[TASK INPUTS]:
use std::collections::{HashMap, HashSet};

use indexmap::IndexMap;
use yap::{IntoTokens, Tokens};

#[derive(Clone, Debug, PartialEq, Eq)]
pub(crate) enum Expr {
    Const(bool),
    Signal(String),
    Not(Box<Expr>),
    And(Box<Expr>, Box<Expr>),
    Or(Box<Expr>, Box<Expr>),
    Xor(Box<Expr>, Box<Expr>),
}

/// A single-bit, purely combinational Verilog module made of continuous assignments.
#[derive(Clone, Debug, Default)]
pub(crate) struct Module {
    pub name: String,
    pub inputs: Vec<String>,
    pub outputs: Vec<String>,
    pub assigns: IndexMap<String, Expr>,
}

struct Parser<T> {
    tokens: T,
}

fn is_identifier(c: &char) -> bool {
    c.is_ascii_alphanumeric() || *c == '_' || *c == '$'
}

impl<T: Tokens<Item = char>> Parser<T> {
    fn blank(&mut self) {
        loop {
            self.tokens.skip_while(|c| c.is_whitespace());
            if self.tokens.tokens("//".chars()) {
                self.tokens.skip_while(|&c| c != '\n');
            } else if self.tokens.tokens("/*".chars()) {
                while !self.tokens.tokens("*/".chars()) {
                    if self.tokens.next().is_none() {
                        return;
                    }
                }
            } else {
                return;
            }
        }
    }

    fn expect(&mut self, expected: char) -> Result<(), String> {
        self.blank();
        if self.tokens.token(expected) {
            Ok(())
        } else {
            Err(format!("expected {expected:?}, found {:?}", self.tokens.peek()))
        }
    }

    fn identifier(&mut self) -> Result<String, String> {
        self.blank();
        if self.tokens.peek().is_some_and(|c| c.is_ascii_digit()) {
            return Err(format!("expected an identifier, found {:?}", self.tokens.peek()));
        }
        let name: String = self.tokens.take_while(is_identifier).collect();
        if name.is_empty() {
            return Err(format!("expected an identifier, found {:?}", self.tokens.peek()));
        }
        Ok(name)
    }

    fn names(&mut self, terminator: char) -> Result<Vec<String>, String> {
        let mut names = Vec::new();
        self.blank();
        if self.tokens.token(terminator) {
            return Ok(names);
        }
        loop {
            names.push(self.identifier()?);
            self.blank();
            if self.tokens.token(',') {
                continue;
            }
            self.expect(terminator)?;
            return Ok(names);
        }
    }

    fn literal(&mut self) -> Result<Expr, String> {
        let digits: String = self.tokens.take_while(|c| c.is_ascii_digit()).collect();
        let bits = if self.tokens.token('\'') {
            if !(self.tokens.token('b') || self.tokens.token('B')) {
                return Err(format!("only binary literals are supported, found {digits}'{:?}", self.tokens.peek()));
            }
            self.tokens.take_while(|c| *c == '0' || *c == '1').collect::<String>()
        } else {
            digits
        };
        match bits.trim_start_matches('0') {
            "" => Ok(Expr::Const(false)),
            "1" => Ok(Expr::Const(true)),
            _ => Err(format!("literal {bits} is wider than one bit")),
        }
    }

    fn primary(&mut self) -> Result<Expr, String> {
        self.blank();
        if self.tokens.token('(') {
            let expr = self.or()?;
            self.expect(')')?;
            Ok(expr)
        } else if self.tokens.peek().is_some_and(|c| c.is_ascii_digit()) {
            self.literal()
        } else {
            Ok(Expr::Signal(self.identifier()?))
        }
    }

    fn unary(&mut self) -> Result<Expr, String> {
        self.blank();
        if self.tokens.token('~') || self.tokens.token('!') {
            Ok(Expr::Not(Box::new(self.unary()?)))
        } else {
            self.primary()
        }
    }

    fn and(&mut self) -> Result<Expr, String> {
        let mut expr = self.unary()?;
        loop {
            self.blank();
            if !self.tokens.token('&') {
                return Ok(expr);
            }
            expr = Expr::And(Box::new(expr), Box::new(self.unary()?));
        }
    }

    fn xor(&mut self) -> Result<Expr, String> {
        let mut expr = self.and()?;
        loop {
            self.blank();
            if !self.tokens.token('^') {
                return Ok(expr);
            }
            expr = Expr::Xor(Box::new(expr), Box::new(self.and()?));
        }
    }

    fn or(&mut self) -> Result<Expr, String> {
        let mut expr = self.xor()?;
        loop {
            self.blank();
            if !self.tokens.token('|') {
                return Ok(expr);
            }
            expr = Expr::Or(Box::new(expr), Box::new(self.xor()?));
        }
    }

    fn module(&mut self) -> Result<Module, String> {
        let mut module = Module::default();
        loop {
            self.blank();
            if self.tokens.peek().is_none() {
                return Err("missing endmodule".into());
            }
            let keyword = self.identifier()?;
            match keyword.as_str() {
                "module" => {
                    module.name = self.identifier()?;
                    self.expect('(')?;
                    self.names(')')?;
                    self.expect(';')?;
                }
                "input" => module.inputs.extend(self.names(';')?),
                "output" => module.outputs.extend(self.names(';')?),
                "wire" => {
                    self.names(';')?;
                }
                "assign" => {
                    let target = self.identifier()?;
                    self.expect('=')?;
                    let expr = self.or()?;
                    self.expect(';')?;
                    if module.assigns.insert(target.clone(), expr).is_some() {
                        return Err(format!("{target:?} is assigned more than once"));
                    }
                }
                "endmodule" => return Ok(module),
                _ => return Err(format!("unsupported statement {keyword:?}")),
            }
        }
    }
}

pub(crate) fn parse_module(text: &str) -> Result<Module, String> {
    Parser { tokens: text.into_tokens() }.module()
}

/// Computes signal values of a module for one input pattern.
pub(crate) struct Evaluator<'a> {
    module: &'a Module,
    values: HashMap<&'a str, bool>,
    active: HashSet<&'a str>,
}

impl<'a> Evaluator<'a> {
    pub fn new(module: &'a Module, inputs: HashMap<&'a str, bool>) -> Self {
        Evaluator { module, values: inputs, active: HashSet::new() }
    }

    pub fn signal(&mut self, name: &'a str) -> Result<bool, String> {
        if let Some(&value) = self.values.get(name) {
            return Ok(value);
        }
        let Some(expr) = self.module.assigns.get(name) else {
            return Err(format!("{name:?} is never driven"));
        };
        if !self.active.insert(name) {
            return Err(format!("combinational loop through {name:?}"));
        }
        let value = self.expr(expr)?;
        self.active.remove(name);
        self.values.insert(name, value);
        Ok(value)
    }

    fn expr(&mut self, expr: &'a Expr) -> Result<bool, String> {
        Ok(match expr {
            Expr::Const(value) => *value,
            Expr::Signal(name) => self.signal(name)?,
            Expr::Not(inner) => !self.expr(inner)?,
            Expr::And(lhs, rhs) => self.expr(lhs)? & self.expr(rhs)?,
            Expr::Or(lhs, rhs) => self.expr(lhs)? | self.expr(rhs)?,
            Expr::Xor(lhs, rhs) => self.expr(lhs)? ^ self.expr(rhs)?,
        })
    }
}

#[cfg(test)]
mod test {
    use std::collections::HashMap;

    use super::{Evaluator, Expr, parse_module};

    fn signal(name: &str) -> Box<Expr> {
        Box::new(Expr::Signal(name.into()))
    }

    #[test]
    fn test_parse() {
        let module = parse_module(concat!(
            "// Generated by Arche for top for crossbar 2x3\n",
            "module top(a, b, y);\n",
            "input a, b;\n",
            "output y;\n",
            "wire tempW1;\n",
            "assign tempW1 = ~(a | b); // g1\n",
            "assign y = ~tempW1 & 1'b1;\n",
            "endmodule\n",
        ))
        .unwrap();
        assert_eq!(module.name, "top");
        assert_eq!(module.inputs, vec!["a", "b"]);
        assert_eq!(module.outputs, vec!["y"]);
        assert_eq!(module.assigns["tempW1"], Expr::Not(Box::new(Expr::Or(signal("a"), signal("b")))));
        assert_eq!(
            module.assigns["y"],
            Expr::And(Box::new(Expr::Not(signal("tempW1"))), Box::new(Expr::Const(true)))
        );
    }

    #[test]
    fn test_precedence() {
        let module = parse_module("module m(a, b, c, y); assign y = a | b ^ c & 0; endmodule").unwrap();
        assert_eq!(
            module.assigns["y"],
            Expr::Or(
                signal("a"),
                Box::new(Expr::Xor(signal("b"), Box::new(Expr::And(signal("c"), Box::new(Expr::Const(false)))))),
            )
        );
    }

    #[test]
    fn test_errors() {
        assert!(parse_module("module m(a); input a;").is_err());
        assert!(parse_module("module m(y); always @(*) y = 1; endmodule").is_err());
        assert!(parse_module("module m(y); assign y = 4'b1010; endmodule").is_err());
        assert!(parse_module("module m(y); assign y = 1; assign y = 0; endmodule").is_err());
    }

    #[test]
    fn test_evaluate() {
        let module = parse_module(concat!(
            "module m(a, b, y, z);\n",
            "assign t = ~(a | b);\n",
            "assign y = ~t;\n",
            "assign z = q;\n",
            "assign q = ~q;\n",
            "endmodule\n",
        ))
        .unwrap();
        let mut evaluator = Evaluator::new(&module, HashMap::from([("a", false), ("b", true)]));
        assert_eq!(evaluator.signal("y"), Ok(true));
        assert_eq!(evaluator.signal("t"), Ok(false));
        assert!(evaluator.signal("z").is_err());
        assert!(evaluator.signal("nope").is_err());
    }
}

[TASK INSTRUCTIONS]: For every line above that includes the string "combinational", copy the line.

[TASK SOLUTION]:
/// A single-bit, purely combinational Verilog module made of continuous assignments.
            return Err(format!("combinational loop through {name:?}"));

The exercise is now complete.